1. Regardless of whatever specification you are referring to
or Andre's "31 second rule of [Power On Self Test]", it is genuinely
useful to boot faster by overlapping some other kernel work before the
drive is. Specifications ultimately exist only to serve this
usefulness. When a specification impedes usefulness, sometimes it's
the right decision to violate it. Of course, we're not talking about
your IDE code violating such a specification, but rather not relying
on this particular guarantee.

2. Besides, if this code is supposed to be a generic IDE core,
it many need to run on platforms that do not provide that guarantee or
where the boot code is not even capable of finding where all of the
IDE controllers.

3. In the hierarchy of upgradability, it is generally easier
to replace the kernel than the Power On Self Test, which is more often
in flash or ROM, and which may require help from an unenthusiastic
hardware vendor.

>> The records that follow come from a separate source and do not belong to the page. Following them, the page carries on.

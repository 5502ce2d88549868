//! Core client logic for Vaultdash.
//!
//! This crate contains the client state machines with ZERO transport dependencies.
//! Everything here is driven by explicit events so it can be tested without a UI.
//!
//! # Modules
//!
//! - `pagination` - Page window arithmetic and the pager state machine
//! - `routing` - Route classification and the route gate
//! - `session` - Auth state published by the session controller
//! - `exchange` - Quote validation, the quote/execute state machine, rate display

pub mod exchange;
pub mod pagination;
pub mod routing;
pub mod session;
//! Paginated collection fetcher.
//!
//! Couples the core [`Pager`] with a gateway scoped to one list endpoint.
//! Page changes are explicit commands; a fetch is issued only when the
//! pager emits one.

use std::sync::atomic::{AtomicUsize, Ordering};
use std::sync::{Arc, Mutex, MutexGuard, PoisonError};

use serde::de::DeserializeOwned;
use tracing::debug;
use vaultdash_core::pagination::{FetchPage, Pager};
use vaultdash_shared::config::StaleResponsePolicy;
use vaultdash_shared::types::PageWindow;

use crate::credentials::CredentialStore;
use crate::gateway::{ApiRequest, RequestError, RequestGateway};
use crate::models::{
    CardTransaction, CardTransactionsPage, Deposit, DepositsPage, FxTransaction,
    FxTransactionsPage,
};
use crate::transport::Transport;

/// One page of a paginated list endpoint.
pub trait CollectionPage: DeserializeOwned + Clone + Send {
    /// Row type.
    type Item: Clone;

    /// Endpoint path without the page query.
    const RESOURCE: &'static str;

    /// Server-reported window.
    fn window(&self) -> PageWindow;

    /// Rows on this page.
    fn items(&self) -> &[Self::Item];
}

impl CollectionPage for DepositsPage {
    type Item = Deposit;
    const RESOURCE: &'static str = "/wallets/my-deposits";

    fn window(&self) -> PageWindow {
        self.window
    }

    fn items(&self) -> &[Deposit] {
        &self.deposits
    }
}

impl CollectionPage for CardTransactionsPage {
    type Item = CardTransaction;
    const RESOURCE: &'static str = "/virtual-cards/my-transactions";

    fn window(&self) -> PageWindow {
        self.window
    }

    fn items(&self) -> &[CardTransaction] {
        &self.card_transactions
    }
}

impl CollectionPage for FxTransactionsPage {
    type Item = FxTransaction;
    const RESOURCE: &'static str = "/fx/my-transactions";

    fn window(&self) -> PageWindow {
        self.window
    }

    fn items(&self) -> &[FxTransaction] {
        &self.fx_transactions
    }
}

/// Wallet deposits list.
pub type DepositsFetcher = CollectionFetcher<DepositsPage>;
/// Card transactions list.
pub type CardTransactionsFetcher = CollectionFetcher<CardTransactionsPage>;
/// FX transactions list.
pub type FxTransactionsFetcher = CollectionFetcher<FxTransactionsPage>;

/// Drives page-indexed retrieval of one list.
///
/// A failed fetch keeps the last good page and window on display.
pub struct CollectionFetcher<P: CollectionPage> {
    gateway: RequestGateway<P>,
    pager: Mutex<Pager>,
    current: Mutex<Option<P>>,
    fetching: AtomicUsize,
}

/// A fetch in progress. When the last pending fetch ends without settling
/// the pager, the pager is settled as a failure so navigation unlocks.
struct PendingFetch<'a> {
    fetching: &'a AtomicUsize,
    pager: &'a Mutex<Pager>,
    settled: bool,
}

impl<'a> PendingFetch<'a> {
    fn begin(fetching: &'a AtomicUsize, pager: &'a Mutex<Pager>) -> Self {
        fetching.fetch_add(1, Ordering::SeqCst);
        Self {
            fetching,
            pager,
            settled: false,
        }
    }
}

impl Drop for PendingFetch<'_> {
    fn drop(&mut self) {
        let remaining = self
            .fetching
            .fetch_sub(1, Ordering::SeqCst)
            .saturating_sub(1);
        if !self.settled && remaining == 0 {
            debug!("no fetch left in flight; releasing pager");
            self.pager
                .lock()
                .unwrap_or_else(PoisonError::into_inner)
                .settle(None);
        }
    }
}

impl<P: CollectionPage> CollectionFetcher<P> {
    /// Creates a fetcher on page 1 with nothing loaded.
    #[must_use]
    pub fn new(
        transport: Arc<dyn Transport>,
        credentials: Arc<dyn CredentialStore>,
        policy: StaleResponsePolicy,
    ) -> Self {
        Self::from_gateway(RequestGateway::with_policy(transport, credentials, policy))
    }

    /// Creates a fetcher around an existing gateway.
    #[must_use]
    pub fn from_gateway(gateway: RequestGateway<P>) -> Self {
        Self {
            gateway,
            pager: Mutex::new(Pager::new()),
            current: Mutex::new(None),
            fetching: AtomicUsize::new(0),
        }
    }

    fn pager(&self) -> MutexGuard<'_, Pager> {
        self.pager.lock().unwrap_or_else(PoisonError::into_inner)
    }

    fn current(&self) -> MutexGuard<'_, Option<P>> {
        self.current.lock().unwrap_or_else(PoisonError::into_inner)
    }

    /// Fetches the current page (initial load or external refresh).
    pub async fn load(&self) {
        let command = self.pager().refresh();
        self.run(command).await;
    }

    /// Moves to `page`. Returns false when no fetch was issued.
    pub async fn go_to(&self, page: u32) -> bool {
        let command = self.pager().go_to(page);
        self.run_opt(command).await
    }

    /// Moves forward one page if "Next" is enabled.
    pub async fn next(&self) -> bool {
        let command = self.pager().next();
        self.run_opt(command).await
    }

    /// Moves back one page if "Previous" is enabled.
    pub async fn previous(&self) -> bool {
        let command = self.pager().previous();
        self.run_opt(command).await
    }

    async fn run_opt(&self, command: Option<FetchPage>) -> bool {
        match command {
            Some(command) => {
                self.run(command).await;
                true
            }
            None => false,
        }
    }

    async fn run(&self, command: FetchPage) {
        let path = command.request().path_for(P::RESOURCE);
        let mut pending = PendingFetch::begin(&self.fetching, &self.pager);
        let settled = self.gateway.dispatch(ApiRequest::get(path)).await;

        if !settled.is_current {
            debug!(page = command.page, resource = P::RESOURCE, "ignoring superseded page");
            return;
        }

        let loaded = match settled.error {
            None => settled.outcome.data,
            Some(_) => None,
        };
        self.pager().settle(loaded.as_ref().map(CollectionPage::window));
        pending.settled = true;
        if let Some(loaded) = loaded {
            *self.current() = Some(loaded);
        }
    }

    /// Current client page.
    #[must_use]
    pub fn page(&self) -> u32 {
        self.pager().page()
    }

    /// Last window reported by the server.
    #[must_use]
    pub fn window(&self) -> Option<PageWindow> {
        self.pager().window().copied()
    }

    /// Rows of the last loaded page.
    #[must_use]
    pub fn items(&self) -> Vec<P::Item> {
        self.current()
            .as_ref()
            .map(|page| page.items().to_vec())
            .unwrap_or_default()
    }

    /// True while a fetch is in flight.
    #[must_use]
    pub fn is_loading(&self) -> bool {
        self.gateway.is_busy()
    }

    /// "Showing X to Y of Z transactions".
    #[must_use]
    pub fn summary(&self) -> Option<String> {
        self.pager().summary()
    }

    /// Whether "Previous" is enabled.
    #[must_use]
    pub fn can_go_previous(&self) -> bool {
        self.pager().can_go_previous()
    }

    /// Whether "Next" is enabled.
    #[must_use]
    pub fn can_go_next(&self) -> bool {
        self.pager().can_go_next()
    }

    /// Error of the last fetch, if it failed.
    #[must_use]
    pub fn last_error(&self) -> Option<RequestError> {
        self.gateway.last_error()
    }
}
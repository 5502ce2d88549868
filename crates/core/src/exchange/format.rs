//! Rate display.
//!
//! Rates at or above 1 show two decimal places, smaller rates four, so that
//! pairs like NGN→USD do not collapse to `0.00`.

use rust_decimal::{Decimal, RoundingStrategy};
use vaultdash_shared::types::Currency;

/// Server-side quote lifetime shown to the user. Not enforced locally.
pub const QUOTE_VALIDITY_MINUTES: u32 = 3;

/// Formats an exchange rate for display.
#[must_use]
pub fn format_rate(rate: Decimal) -> String {
    let (places, width) = if rate >= Decimal::ONE { (2, 2) } else { (4, 4) };
    let rounded = rate.round_dp_with_strategy(places, RoundingStrategy::MidpointAwayFromZero);
    format!("{rounded:.width$}")
}

/// Effective rate of a settled exchange, `target / source`.
///
/// Returns `None` for a zero source amount.
#[must_use]
pub fn derived_rate(source_amount: Decimal, target_amount: Decimal) -> Option<Decimal> {
    target_amount.checked_div(source_amount)
}

/// "1 USD = 1500.00 NGN".
#[must_use]
pub fn rate_label(source: Currency, target: Currency, rate: Decimal) -> String {
    format!("1 {source} = {} {target}", format_rate(rate))
}

/// Expiry hint shown under a held quote.
#[must_use]
pub fn expiry_hint() -> String {
    format!("Quote expires in {QUOTE_VALIDITY_MINUTES} minutes from generation time")
}
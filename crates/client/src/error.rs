//! Errors surfaced by the resource clients.
//!
//! Every variant's `Display` is the exact text shown to the user.

use thiserror::Error;
use validator::{ValidationErrors, ValidationErrorsKind};
use vaultdash_shared::AppError;

use crate::credentials::CredentialError;
use crate::transport::TransportError;

/// Fallback for failures without a usable server message.
pub const GENERIC_ERROR_MESSAGE: &str = "An error occurred. Please try again later.";

/// A user action that did not complete.
#[derive(Debug, Clone, PartialEq, Eq, Error)]
pub enum ClientError {
    /// Input rejected before anything was sent.
    #[error("{0}")]
    Invalid(String),

    /// The server did not accept the request.
    #[error("{message}")]
    Rejected {
        /// Gateway status (500 without a response).
        status: u16,
        /// Server message verbatim, or the action's fallback text.
        message: String,
    },

    /// The credential could not be saved or removed.
    #[error("Could not store your session. Please try again.")]
    Storage(String),
}

impl ClientError {
    /// Returns the HTTP-style status code for this error.
    #[must_use]
    pub fn status_code(&self) -> u16 {
        match self {
            Self::Invalid(_) => 400,
            Self::Rejected { status, .. } => *status,
            Self::Storage(_) => 500,
        }
    }

    /// Returns the error code for display layers.
    #[must_use]
    pub fn error_code(&self) -> &'static str {
        match self {
            Self::Invalid(_) => "VALIDATION_ERROR",
            Self::Rejected { .. } => "REQUEST_REJECTED",
            Self::Storage(_) => "STORAGE_ERROR",
        }
    }

    pub(crate) fn rejected(status: u16, message: impl Into<String>) -> Self {
        Self::Rejected {
            status,
            message: message.into(),
        }
    }

    /// Converts validator output into the message of the first failing
    /// field, taking fields in `order` (dotted paths for nested structs).
    /// Field names match regardless of snake or camel case.
    pub(crate) fn from_validation(errors: &ValidationErrors, order: &[&str]) -> Self {
        let mut found = Vec::new();
        collect(errors, "", &mut found);
        found.sort_by_key(|(field, _)| {
            let field = normalize(field);
            order
                .iter()
                .position(|candidate| normalize(candidate) == field)
                .unwrap_or(usize::MAX)
        });
        let message = found
            .into_iter()
            .next()
            .map_or_else(|| "Invalid input".to_string(), |(_, message)| message);
        Self::Invalid(message)
    }
}

impl From<CredentialError> for ClientError {
    fn from(err: CredentialError) -> Self {
        Self::Storage(err.to_string())
    }
}

impl From<ClientError> for AppError {
    fn from(err: ClientError) -> Self {
        match err {
            ClientError::Invalid(message) => Self::Validation(message),
            ClientError::Rejected { status: 401, message } => Self::Unauthorized(message),
            ClientError::Rejected { status, message } => Self::Api { status, message },
            ClientError::Storage(message) => Self::Storage(message),
        }
    }
}

impl From<TransportError> for AppError {
    fn from(err: TransportError) -> Self {
        Self::Transport(err.to_string())
    }
}

impl From<CredentialError> for AppError {
    fn from(err: CredentialError) -> Self {
        Self::Storage(err.to_string())
    }
}

fn normalize(field: &str) -> String {
    field
        .chars()
        .filter(|c| *c != '_')
        .map(|c| c.to_ascii_lowercase())
        .collect()
}

fn collect(errors: &ValidationErrors, prefix: &str, out: &mut Vec<(String, String)>) {
    for (field, kind) in errors.errors() {
        let path = if prefix.is_empty() {
            field.to_string()
        } else {
            format!("{prefix}.{field}")
        };
        match kind {
            ValidationErrorsKind::Field(list) => {
                for error in list {
                    let message = error
                        .message
                        .as_ref()
                        .map_or_else(|| error.code.to_string(), ToString::to_string);
                    out.push((path.clone(), message));
                }
            }
            ValidationErrorsKind::Struct(inner) => collect(inner, &path, out),
            ValidationErrorsKind::List(items) => {
                for inner in items.values() {
                    collect(inner, &path, out);
                }
            }
        }
    }
}
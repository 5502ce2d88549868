//! Port to the navigation layer that owns the address bar.

/// Navigation side effects requested by the client core.
#[cfg_attr(test, mockall::automock)]
pub trait Navigator: Send + Sync {
    /// Replaces the current view without adding a history entry.
    fn replace(&self, path: &str);

    /// Discards all in-memory state and loads `path` from scratch.
    fn reload(&self, path: &str);

    /// Leaves the application for an external URL (e.g. a payment page).
    fn open_external(&self, url: &str);
}
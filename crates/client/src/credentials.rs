//! Bearer credential storage.
//!
//! A store holds at most one credential. Reads never return an expired
//! credential: expiry is checked on every `get` and an expired entry is
//! dropped as if it had never been set.

use std::fs;
use std::io::ErrorKind;
use std::path::{Path, PathBuf};
use std::sync::{Mutex, MutexGuard, PoisonError};

use chrono::{DateTime, Duration, Utc};
use thiserror::Error;
use tracing::debug;
use vaultdash_shared::Credential;

/// Errors from a persistent credential store.
#[derive(Debug, Error)]
pub enum CredentialError {
    /// Reading or writing the backing file failed.
    #[error("Credential storage I/O error: {0}")]
    Io(#[from] std::io::Error),

    /// The backing file does not hold a credential.
    #[error("Malformed credential file: {0}")]
    Malformed(#[from] serde_json::Error),

    /// The requested lifetime puts the expiry out of range.
    #[error("Credential lifetime out of range")]
    Lifetime,
}

/// Holds the single bearer credential.
pub trait CredentialStore: Send + Sync {
    /// Current credential, or `None` if absent or expired.
    fn get(&self) -> Result<Option<Credential>, CredentialError>;

    /// Replaces the stored credential.
    fn set(&self, credential: Credential) -> Result<(), CredentialError>;

    /// Removes the stored credential.
    fn clear(&self) -> Result<(), CredentialError>;

    /// Stores `token` with a lifetime of `ttl` from now.
    fn store_token(&self, token: &str, ttl: Duration) -> Result<(), CredentialError> {
        let credential = Credential::issue(token, ttl).ok_or(CredentialError::Lifetime)?;
        self.set(credential)
    }
}

/// In-process store. Nothing survives a restart.
#[derive(Debug, Default)]
pub struct MemoryCredentialStore {
    slot: Mutex<Option<Credential>>,
}

impl MemoryCredentialStore {
    /// Creates an empty store.
    #[must_use]
    pub fn new() -> Self {
        Self::default()
    }

    fn slot(&self) -> MutexGuard<'_, Option<Credential>> {
        self.slot.lock().unwrap_or_else(PoisonError::into_inner)
    }

    fn get_at(&self, now: DateTime<Utc>) -> Option<Credential> {
        let mut slot = self.slot();
        if slot.as_ref().is_some_and(|c| c.is_expired_at(now)) {
            debug!("dropping expired credential");
            *slot = None;
        }
        slot.clone()
    }
}

impl CredentialStore for MemoryCredentialStore {
    fn get(&self) -> Result<Option<Credential>, CredentialError> {
        Ok(self.get_at(Utc::now()))
    }

    fn set(&self, credential: Credential) -> Result<(), CredentialError> {
        *self.slot() = Some(credential);
        Ok(())
    }

    fn clear(&self) -> Result<(), CredentialError> {
        *self.slot() = None;
        Ok(())
    }
}

/// Store persisted as a JSON file, so a session survives restarts until
/// the credential expires.
#[derive(Debug, Clone)]
pub struct FileCredentialStore {
    path: PathBuf,
}

impl FileCredentialStore {
    /// Creates a store backed by `path`. The file is created on first `set`.
    #[must_use]
    pub fn new(path: impl Into<PathBuf>) -> Self {
        Self { path: path.into() }
    }

    /// Backing file.
    #[must_use]
    pub fn path(&self) -> &Path {
        &self.path
    }
}

impl CredentialStore for FileCredentialStore {
    fn get(&self) -> Result<Option<Credential>, CredentialError> {
        let raw = match fs::read_to_string(&self.path) {
            Ok(raw) => raw,
            Err(err) if err.kind() == ErrorKind::NotFound => return Ok(None),
            Err(err) => return Err(err.into()),
        };

        let credential: Credential = serde_json::from_str(&raw)?;
        if credential.is_expired() {
            debug!(path = %self.path.display(), "removing expired credential");
            self.clear()?;
            return Ok(None);
        }
        Ok(Some(credential))
    }

    fn set(&self, credential: Credential) -> Result<(), CredentialError> {
        if let Some(parent) = self.path.parent()
            && !parent.as_os_str().is_empty()
        {
            fs::create_dir_all(parent)?;
        }
        fs::write(&self.path, serde_json::to_vec(&credential)?)?;
        Ok(())
    }

    fn clear(&self) -> Result<(), CredentialError> {
        match fs::remove_file(&self.path) {
            Err(err) if err.kind() != ErrorKind::NotFound => Err(err.into()),
            _ => Ok(()),
        }
    }
}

So, it is better to weight trade-offs a few notches
in favor of avoid reliance on guarantees about the Power On Self Test.

If I understand correctly, the cost of this trade off would be
adding one or two lines that add perhaps 20 bytes and as many CPU
cycles at initiailzation (except when this change really is necessary).

Adam J. Richter __ ______________ 575 Oroville Road
[email protected] \ / Milpitas, California 95035
+1 408 309-6081 | g g d r a s i l United States of America
"Free Software For The Rest Of Us."

2002-08-23 07:08:25

by Helge Hafting

[permalink] [raw]
Subject: Re: IDE-flash device and hard disk on same controller

Andre Hedrick wrote:
>
> Oh and it is only useful for borken things like LINBIOS and other
> braindead systems like ARM that violate the 31 second rule of POST.
>
31s of POST is uselessly slow. Perhaps it is needed when
the drives _are_ spinning up, but not for the common
case of rebooting to activate a new kernel
(or reset button when the dev-kernel hung.) The disk
is spinning already in those cases, and there should
be no bootup delay.

Helge Hafting

2002-08-23 07:42:05

by Andre Hedrick

[permalink] [raw]
Subject: Re: IDE-flash device and hard disk on same controller

On Thu, 22 Aug 2002, Adam J. Richter wrote:

> 1. Regardless of whatever specification you are referring to
> or Andre's "31 second rule of [Power On Self Test]", it is genuinely
> useful to boot faster by overlapping some other kernel work before the
> drive is. Specifications ultimately exist only to serve this
> usefulness. When a specification impedes usefulness, sometimes it's
> the right decision to violate it. Of course, we're not talking about

Listen to yourself, and understand why 2.5 failed.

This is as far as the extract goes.